Beberapa menit kemudian, aku menerima pesan lain lagi, kali ini dari ayahku. Aku memeriksa teksnya, dan sekali lagi itu adalah campuran huruf dan angka yang sangat banyak, dengan ungkapan, “Tolong aku” yang tersembunyi di dalamnya. Meski menyeramkan, ayahku selalu jadi joker, jadi kupikir dia hanya bercanda, sampai aku dikirimi teks lain yang bertuliskan, “Segeralah menyusul” Sekarang ini memicu kepanikan. Kepanikan yang murni dan tak salah lagi. Tepat setengah menit berlalu saat aku menerima pesan yang sama persis dari kakakku. Ini tidak mungkin terjadi secara kebetulan.

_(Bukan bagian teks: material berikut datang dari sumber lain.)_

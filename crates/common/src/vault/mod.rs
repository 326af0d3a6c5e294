//! # Vault
//!
//! The single entry point for every user-facing operation. A vault wraps a
//! document [`Store`], a [`BlobStorage`] and a [`Notifier`], and every
//! operation that carries an acting user passes through the access guard
//! before touching the tree.
//!
//! Minimum roles:
//!
//! | operation                                         | minimum |
//! |---------------------------------------------------|---------|
//! | reads (list, get, count, path, url)               | any     |
//! | create / rename / upload / delete content         | editor  |
//! | rename dataroom                                   | editor  |
//! | invite, list access, change role, revoke          | admin   |
//! | delete dataroom                                   | owner   |
//!
//! Multi-step operations (cascading deletes in particular) are not wrapped
//! in a transaction: a failure part way leaves a strict subset of the tree
//! deleted and is reported as-is.

mod access;
mod auth;
mod cascade;
mod error;
mod files;
mod folders;
mod guard;
mod rooms;
mod search;

pub use cascade::CascadeReport;
pub use error::{Entity, VaultError};
pub use files::NewFile;
pub use search::{filter_results, SearchKind, SearchResult, PATH_SEPARATOR};

use std::sync::Arc;

use crate::blobs::BlobStorage;
use crate::notify::{Notifier, TracingNotifier};
use crate::store::Store;

#[derive(Debug, Clone)]
pub struct Vault<S: Store, B: BlobStorage> {
    store: S,
    blobs: B,
    notifier: Arc<dyn Notifier>,
}

impl<S: Store, B: BlobStorage> Vault<S, B> {
    /// A vault whose invitation notices go to the log.
    pub fn new(store: S, blobs: B) -> Self {
        Self {
            store,
            blobs,
            notifier: Arc::new(TracingNotifier),
        }
    }

    pub fn with_notifier(mut self, notifier: Arc<dyn Notifier>) -> Self {
        self.notifier = notifier;
        self
    }

    pub fn store(&self) -> &S {
        &self.store
    }

    pub fn blobs(&self) -> &B {
        &self.blobs
    }
}
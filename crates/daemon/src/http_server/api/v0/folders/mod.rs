use axum::routing::post;
use axum::Router;

pub mod all;
pub mod count;
pub mod create;
pub mod delete;
pub mod get;
pub mod list;
pub mod path;
pub mod rename;

pub use all::{AllRequest, AllResponse};
pub use count::CountRequest;
pub use create::CreateRequest;
pub use delete::DeleteRequest;
pub use get::GetRequest;
pub use list::{ListRequest, ListResponse};
pub use path::{PathRequest, PathResponse};
pub use rename::RenameRequest;

use crate::ServiceState;

pub fn router(state: ServiceState) -> Router<ServiceState> {
    Router::new()
        .route("/list", post(list::handler))
        .route("/get", post(get::handler))
        .route("/create", post(create::handler))
        .route("/rename", post(rename::handler))
        .route("/delete", post(delete::handler))
        .route("/count", post(count::handler))
        .route("/all", post(all::handler))
        .route("/path", post(path::handler))
        .with_state(state)
}
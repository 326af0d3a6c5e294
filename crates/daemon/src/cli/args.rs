pub use clap::Parser;

use std::path::PathBuf;
use url::Url;

#[derive(Parser, Debug)]
#[command(name = "dataroom")]
#[command(about = "Permissioned datarooms: folders of PDFs shared by role")]
pub struct Args {
    /// Daemon API URL (defaults to localhost on the configured api_port)
    #[arg(long, global = true)]
    pub remote: Option<Url>,

    /// Path to the dataroom data directory (defaults to ~/.dataroom)
    #[arg(long, global = true)]
    pub config_path: Option<PathBuf>,

    #[command(subcommand)]
    pub command: crate::Command,
}
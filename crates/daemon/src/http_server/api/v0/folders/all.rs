use axum::extract::{Json, State};
use axum::response::IntoResponse;
use reqwest::{Client, RequestBuilder, Url};
use serde::{Deserialize, Serialize};

use common::prelude::{DataroomId, Folder, UserId};

use crate::http_server::api::client::ApiRequest;
use crate::http_server::api::v0::error::VaultApiError;
use crate::ServiceState;

/// List every folder of a dataroom, at any depth.
#[derive(Debug, Clone, Serialize, Deserialize, clap::Args)]
pub struct AllRequest {
    /// Acting user
    #[arg(long, env = "DATAROOM_USER")]
    pub user_id: UserId,
    /// Dataroom to act on
    #[arg(long)]
    pub dataroom_id: DataroomId,
}

#[derive(Debug, Clone, Serialize, Deserialize)]
pub struct AllResponse {
    pub folders: Vec<Folder>,
}

pub async fn handler(
    State(state): State<ServiceState>,
    Json(req): Json<AllRequest>,
) -> Result<impl IntoResponse, VaultApiError> {
    let folders = state
        .vault()
        .list_all_folders(req.user_id, req.dataroom_id)
        .await?;
    Ok((http::StatusCode::OK, Json(AllResponse { folders })).into_response())
}

// Client implementation - builds request for this operation
impl ApiRequest for AllRequest {
    type Response = AllResponse;

    fn build_request(self, base_url: &Url, client: &Client) -> RequestBuilder {
        let full_url = base_url.join("/api/v0/folders/all").unwrap();
        client.post(full_url).json(&self)
    }
}
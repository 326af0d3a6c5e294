use url::Url;

use common::prelude::Vault;

use super::blobs::{BlobStorageError, ObjectBlobStorage};
use super::database::{Database, DatabaseSetupError};
use super::service_config::Config;

/// The vault as the daemon runs it.
pub type DataroomVault = Vault<Database, ObjectBlobStorage>;

/// Main service state, shared by every request handler.
#[derive(Clone, Debug)]
pub struct State {
    vault: DataroomVault,
}

impl State {
    pub async fn from_config(config: &Config) -> Result<Self, StateSetupError> {
        // 1. Setup database
        let sqlite_database_url = match config.sqlite_path {
            Some(ref path) => {
                // check that the path exists
                if !path.exists() {
                    return Err(StateSetupError::DatabasePathDoesNotExist);
                }
                // parse the path into a URL
                Url::parse(&format!("sqlite://{}", path.display()))
                    .map_err(|_| StateSetupError::InvalidDatabaseUrl)
            }
            // otherwise just set up an in-memory database
            None => Url::parse("sqlite::memory:").map_err(|_| StateSetupError::InvalidDatabaseUrl),
        }?;
        tracing::info!("Database URL: {:?}", sqlite_database_url);
        let database = Database::connect(&sqlite_database_url).await?;

        // 2. Setup blob storage, served back through our own API
        let blob_store = config.blob_store.resolve(&config.data_dir);
        let blobs_url = config
            .base_url()
            .join("/api/v0/blobs/")
            .map_err(|_| StateSetupError::InvalidPublicUrl)?;
        tracing::info!(?blob_store, base_url = %blobs_url, "setting up blob storage");
        let blobs = ObjectBlobStorage::new(&blob_store, database.clone(), blobs_url).await?;

        Ok(Self {
            vault: Vault::new(database, blobs),
        })
    }

    pub fn vault(&self) -> &DataroomVault {
        &self.vault
    }

    pub fn database(&self) -> &Database {
        self.vault.store()
    }

    pub fn blobs(&self) -> &ObjectBlobStorage {
        self.vault.blobs()
    }
}

impl AsRef<Database> for State {
    fn as_ref(&self) -> &Database {
        self.database()
    }
}

#[derive(Debug, thiserror::Error)]
pub enum StateSetupError {
    #[error("Database path does not exist")]
    DatabasePathDoesNotExist,
    #[error("Database setup error")]
    DatabaseSetupError(#[from] DatabaseSetupError),
    #[error("Invalid database URL")]
    InvalidDatabaseUrl,
    #[error("Invalid public URL")]
    InvalidPublicUrl,
    #[error("Blob storage error: {0}")]
    BlobStorage(#[from] BlobStorageError),
}
use axum::extract::{Json, State};
use axum::response::IntoResponse;
use reqwest::{Client, RequestBuilder, Url};
use serde::{Deserialize, Serialize};

use common::prelude::{DataroomId, FileRecord, FolderId, NewFile, StorageRef, UserId};

use crate::http_server::api::client::ApiRequest;
use crate::http_server::api::v0::error::VaultApiError;
use crate::ServiceState;

/// Register an uploaded PDF as a file record. Requires editor.
#[derive(Debug, Clone, Serialize, Deserialize, clap::Args)]
pub struct CreateRequest {
    /// Acting user
    #[arg(long, env = "DATAROOM_USER")]
    pub user_id: UserId,
    /// Dataroom to act on
    #[arg(long)]
    pub dataroom_id: DataroomId,
    /// Folder, omit for the dataroom root
    #[arg(long)]
    pub folder_id: Option<FolderId>,
    /// File name, unique among its siblings
    #[arg(long)]
    pub name: String,
    /// Ref from the upload ticket
    #[arg(long)]
    pub storage_ref: StorageRef,
    /// Content type, must be application/pdf
    #[arg(long, default_value = "application/pdf")]
    pub mime_type: String,
    /// Size in bytes
    #[arg(long)]
    pub size: u64,
}

pub async fn handler(
    State(state): State<ServiceState>,
    Json(req): Json<CreateRequest>,
) -> Result<impl IntoResponse, VaultApiError> {
    let file = state
        .vault()
        .create_file(
            req.user_id,
            req.dataroom_id,
            NewFile {
                name: req.name,
                folder_id: req.folder_id,
                storage_ref: req.storage_ref,
                mime_type: req.mime_type,
                size: req.size,
            },
        )
        .await?;
    tracing::info!(file_id = %file.id, size = file.size, "file registered");
    Ok((http::StatusCode::CREATED, Json(file)).into_response())
}

// Client implementation - builds request for this operation
impl ApiRequest for CreateRequest {
    type Response = FileRecord;

    fn build_request(self, base_url: &Url, client: &Client) -> RequestBuilder {
        let full_url = base_url.join("/api/v0/files/create").unwrap();
        client.post(full_url).json(&self)
    }
}
use axum::response::{IntoResponse, Response};
use axum::Json;
use http::StatusCode;
use serde::{Deserialize, Serialize};

use common::prelude::VaultError;

/// Body of every failed API response.
#[derive(Debug, Clone, Serialize, Deserialize)]
pub struct ErrorResponse {
    pub code: String,
    pub msg: String,
}

/// A vault failure on its way out of a handler.
#[derive(Debug, thiserror::Error)]
#[error(transparent)]
pub struct VaultApiError(#[from] pub VaultError);

pub fn status_for(err: &VaultError) -> StatusCode {
    match err {
        VaultError::InvalidCredentials | VaultError::UserNotFound => StatusCode::UNAUTHORIZED,
        VaultError::AccessDenied | VaultError::InsufficientPermissions { .. } => {
            StatusCode::FORBIDDEN
        }
        VaultError::NotFound(_) => StatusCode::NOT_FOUND,
        VaultError::DuplicateName(_)
        | VaultError::DuplicateAccess
        | VaultError::DuplicateEmail
        | VaultError::StorageRefInUse
        | VaultError::ImmutableOwner => StatusCode::CONFLICT,
        VaultError::InvalidName(_) | VaultError::InvalidMimeType(_) | VaultError::InvalidRole(_) => {
            StatusCode::BAD_REQUEST
        }
        VaultError::Store(_) | VaultError::Blobs(_) => StatusCode::INTERNAL_SERVER_ERROR,
    }
}

impl IntoResponse for VaultApiError {
    fn into_response(self) -> Response {
        let err = self.0;
        let status = status_for(&err);

        let msg = if err.is_internal() {
            tracing::error!(code = err.code(), "request failed: {}", err);
            err.user_message()
        } else {
            tracing::debug!(code = err.code(), "request rejected: {}", err);
            err.to_string()
        };

        (
            status,
            Json(ErrorResponse {
                code: err.code().to_string(),
                msg,
            }),
        )
            .into_response()
    }
}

Baca Juga :Bayangan Dari Kaca

Dalam keadaan cemas, aku mulai berlari ke restoran. Aku berhasil mencapai seperempat jalan sebelum aku dihentikan oleh seorang petugas polisi. “Jalan utama ditutup,” katanya, “Kecelakaan mobil yang besar.” Inilah saat yang tepat ketika aku menyadari apa yang telah terjadi. Aku meminta untuk melihat apa yang terjadi, akupun kaget saat permintaanku ternyata diizinkan. Ketika sampai di sana, bukan sisa-sisa mobil yang menarik perhatian ku, bukan nyala api yang mengepul dari kendaraan yang hancur itu. Tidak, aku merasa ngeri melihat mayat ibu, ayah dan saudaraku yang tak bernyawa. Aku meminta perkiraan waktu kematian mereka – ketiganya terbunuh seketika akibat tabrakan pada pukul 17:32.